### [TASK INPUT]
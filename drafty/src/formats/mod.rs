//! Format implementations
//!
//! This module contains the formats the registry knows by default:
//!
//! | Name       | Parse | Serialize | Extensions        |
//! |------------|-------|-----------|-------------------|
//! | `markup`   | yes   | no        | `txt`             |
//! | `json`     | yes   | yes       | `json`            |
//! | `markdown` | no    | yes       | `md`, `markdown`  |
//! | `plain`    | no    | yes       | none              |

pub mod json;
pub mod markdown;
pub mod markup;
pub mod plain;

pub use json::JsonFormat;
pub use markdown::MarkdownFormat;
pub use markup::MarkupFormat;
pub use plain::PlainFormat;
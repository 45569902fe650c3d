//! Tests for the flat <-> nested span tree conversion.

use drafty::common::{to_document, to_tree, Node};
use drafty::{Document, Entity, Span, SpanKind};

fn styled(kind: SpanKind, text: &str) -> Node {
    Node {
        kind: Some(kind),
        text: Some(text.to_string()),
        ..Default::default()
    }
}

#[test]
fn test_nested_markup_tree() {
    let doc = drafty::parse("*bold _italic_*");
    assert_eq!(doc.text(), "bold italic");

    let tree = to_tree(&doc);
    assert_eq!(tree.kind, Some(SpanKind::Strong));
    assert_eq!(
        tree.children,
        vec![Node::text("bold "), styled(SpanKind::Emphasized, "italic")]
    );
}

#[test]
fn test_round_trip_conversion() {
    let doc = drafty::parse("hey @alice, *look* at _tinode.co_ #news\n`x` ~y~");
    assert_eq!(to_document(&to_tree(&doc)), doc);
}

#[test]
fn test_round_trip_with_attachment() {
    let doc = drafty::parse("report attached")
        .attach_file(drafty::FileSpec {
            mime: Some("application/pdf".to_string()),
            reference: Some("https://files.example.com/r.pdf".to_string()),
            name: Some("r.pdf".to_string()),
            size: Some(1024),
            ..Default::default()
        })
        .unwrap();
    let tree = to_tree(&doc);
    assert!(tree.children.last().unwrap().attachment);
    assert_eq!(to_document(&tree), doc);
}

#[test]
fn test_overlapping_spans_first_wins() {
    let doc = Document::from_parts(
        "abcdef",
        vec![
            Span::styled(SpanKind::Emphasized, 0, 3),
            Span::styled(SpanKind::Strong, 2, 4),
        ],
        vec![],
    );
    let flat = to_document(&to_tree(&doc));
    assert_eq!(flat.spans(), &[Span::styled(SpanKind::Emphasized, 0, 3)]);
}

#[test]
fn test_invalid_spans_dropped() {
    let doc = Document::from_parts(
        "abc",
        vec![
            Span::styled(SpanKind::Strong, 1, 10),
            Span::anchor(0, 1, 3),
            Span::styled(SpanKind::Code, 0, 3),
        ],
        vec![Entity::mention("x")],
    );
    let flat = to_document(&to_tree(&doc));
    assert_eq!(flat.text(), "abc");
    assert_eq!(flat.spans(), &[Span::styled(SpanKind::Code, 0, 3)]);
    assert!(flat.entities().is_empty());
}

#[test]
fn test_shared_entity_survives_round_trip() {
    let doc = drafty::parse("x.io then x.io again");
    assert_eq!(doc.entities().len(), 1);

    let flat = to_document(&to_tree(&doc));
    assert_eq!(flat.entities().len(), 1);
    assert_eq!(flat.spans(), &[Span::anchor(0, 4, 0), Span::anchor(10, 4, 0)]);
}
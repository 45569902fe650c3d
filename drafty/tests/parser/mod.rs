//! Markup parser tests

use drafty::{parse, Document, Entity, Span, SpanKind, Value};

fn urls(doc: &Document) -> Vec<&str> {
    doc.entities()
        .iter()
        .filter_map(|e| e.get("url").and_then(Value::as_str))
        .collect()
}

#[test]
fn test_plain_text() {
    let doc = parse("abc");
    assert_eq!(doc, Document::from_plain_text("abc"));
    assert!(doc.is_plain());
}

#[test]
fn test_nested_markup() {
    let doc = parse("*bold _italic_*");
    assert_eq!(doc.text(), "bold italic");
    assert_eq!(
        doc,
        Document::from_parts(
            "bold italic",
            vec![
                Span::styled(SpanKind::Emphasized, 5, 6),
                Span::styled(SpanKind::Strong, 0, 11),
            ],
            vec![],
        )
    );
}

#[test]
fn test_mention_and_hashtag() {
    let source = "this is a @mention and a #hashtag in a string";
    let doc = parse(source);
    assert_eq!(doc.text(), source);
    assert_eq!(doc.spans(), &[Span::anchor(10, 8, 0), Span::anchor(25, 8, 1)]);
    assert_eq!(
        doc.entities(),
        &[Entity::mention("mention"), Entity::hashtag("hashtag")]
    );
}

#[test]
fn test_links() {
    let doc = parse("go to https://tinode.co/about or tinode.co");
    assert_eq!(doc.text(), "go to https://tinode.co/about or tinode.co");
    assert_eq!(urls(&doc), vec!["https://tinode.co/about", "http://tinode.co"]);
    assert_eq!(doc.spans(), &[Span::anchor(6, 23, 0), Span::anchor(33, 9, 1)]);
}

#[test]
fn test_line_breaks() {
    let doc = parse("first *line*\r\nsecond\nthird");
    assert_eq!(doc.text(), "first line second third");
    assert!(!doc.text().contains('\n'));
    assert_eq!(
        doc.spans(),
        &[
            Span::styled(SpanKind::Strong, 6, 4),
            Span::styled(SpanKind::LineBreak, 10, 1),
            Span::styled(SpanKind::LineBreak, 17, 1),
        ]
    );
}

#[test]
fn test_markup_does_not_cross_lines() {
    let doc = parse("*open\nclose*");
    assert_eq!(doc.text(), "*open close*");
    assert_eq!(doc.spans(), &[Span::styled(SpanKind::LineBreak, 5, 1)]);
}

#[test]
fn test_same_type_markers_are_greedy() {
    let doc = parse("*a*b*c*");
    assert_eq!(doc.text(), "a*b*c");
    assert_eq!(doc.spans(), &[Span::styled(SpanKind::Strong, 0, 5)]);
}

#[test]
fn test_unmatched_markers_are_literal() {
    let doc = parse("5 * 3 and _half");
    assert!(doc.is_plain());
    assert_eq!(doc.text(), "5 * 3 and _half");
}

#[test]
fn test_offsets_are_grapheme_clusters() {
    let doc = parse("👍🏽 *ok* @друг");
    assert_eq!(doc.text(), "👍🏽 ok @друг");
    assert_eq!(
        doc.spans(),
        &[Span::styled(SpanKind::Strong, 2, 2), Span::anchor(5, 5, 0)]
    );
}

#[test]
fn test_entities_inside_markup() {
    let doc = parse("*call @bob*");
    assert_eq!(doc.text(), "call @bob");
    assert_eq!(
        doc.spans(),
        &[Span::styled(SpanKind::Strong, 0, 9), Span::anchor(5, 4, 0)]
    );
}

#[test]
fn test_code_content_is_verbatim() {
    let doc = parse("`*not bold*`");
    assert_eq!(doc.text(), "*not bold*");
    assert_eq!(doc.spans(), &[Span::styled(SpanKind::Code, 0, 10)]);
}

### [REQUIREMENT]
Copy the lines that hold the word "json". Take them from the records above.

### [RESPONSE TO THE EXERCISE]
//! | `json`     | yes   | yes       | `json`            |
pub mod json;
pub use json::JsonFormat;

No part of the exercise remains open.